Task to complete –
In the entries below, the word "operations" appears on some lines. Copy each of those lines.

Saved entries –
☆ ☆ ☆

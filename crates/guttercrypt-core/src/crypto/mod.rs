//! Cryptographic operations for Guttercrypt.
//!
//! - **PBKDF2-HMAC-SHA512**: iterated key derivation from the passphrase
//! - **AES-256-GCM**: authenticated encryption of every payload
//!
//! ## Security Model
//!
//! - Fresh 32-byte salt and 16-byte nonce per envelope
//! - Derived keys zeroized on drop and never cached
//! - Wrong passphrase and tampered data are indistinguishable to callers
//!
//! ## Threat Model
//!
//! We defend against:
//! - Theft of the encrypted vault or memory file
//! - Offline brute-force attacks on the passphrase
//! - Silent modification of encrypted artifacts
//!
//! We do NOT defend against:
//! - Compromised OS / keylogger
//! - The plaintext document left on disk after `inject` or `unlock`

pub mod envelope;
pub mod key;
pub mod passphrase;

pub use envelope::{decrypt, decrypt_bytes, encrypt, Envelope, HEADER_LENGTH, NONCE_LENGTH, TAG_LENGTH};
pub use key::{derive_key, DerivedKey, KEY_LENGTH, PBKDF2_ITERATIONS, SALT_LENGTH};
pub use passphrase::validate_passphrase;
//! Spinner for slow operations (network calls) using indicatif.

use std::time::Duration;

use indicatif::{ProgressBar, ProgressStyle};

use super::context::UiContext;
use super::theme::spinner_frames;

/// A spinner for indeterminate progress.
///
/// Draws to stderr only when animation is allowed; otherwise it is inert.
pub struct Spinner {
    bar: Option<ProgressBar>,
}

impl Spinner {
    /// Create and start a spinner with the given message.
    pub fn start(ctx: &UiContext, message: &str) -> Self {
        if !ctx.allows_animation() {
            return Self { bar: None };
        }

        let bar = ProgressBar::new_spinner();
        let template = if ctx.color {
            "  {spinner:.magenta} {msg}"
        } else {
            "  {spinner} {msg}"
        };
        if let Ok(style) = ProgressStyle::default_spinner().template(template) {
            bar.set_style(style.tick_strings(spinner_frames(ctx.unicode)));
        }
        bar.set_message(message.to_string());
        bar.enable_steady_tick(Duration::from_millis(80));

        Self { bar: Some(bar) }
    }

    /// Stop and erase the spinner.
    pub fn stop(&self) {
        if let Some(bar) = &self.bar {
            bar.finish_and_clear();
        }
    }
}

impl Drop for Spinner {
    fn drop(&mut self) {
        self.stop();
    }
}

☆ ☆ ☆

Written answer –
//! Cryptographic operations for Guttercrypt.
//! Spinner for slow operations (network calls) using indicatif.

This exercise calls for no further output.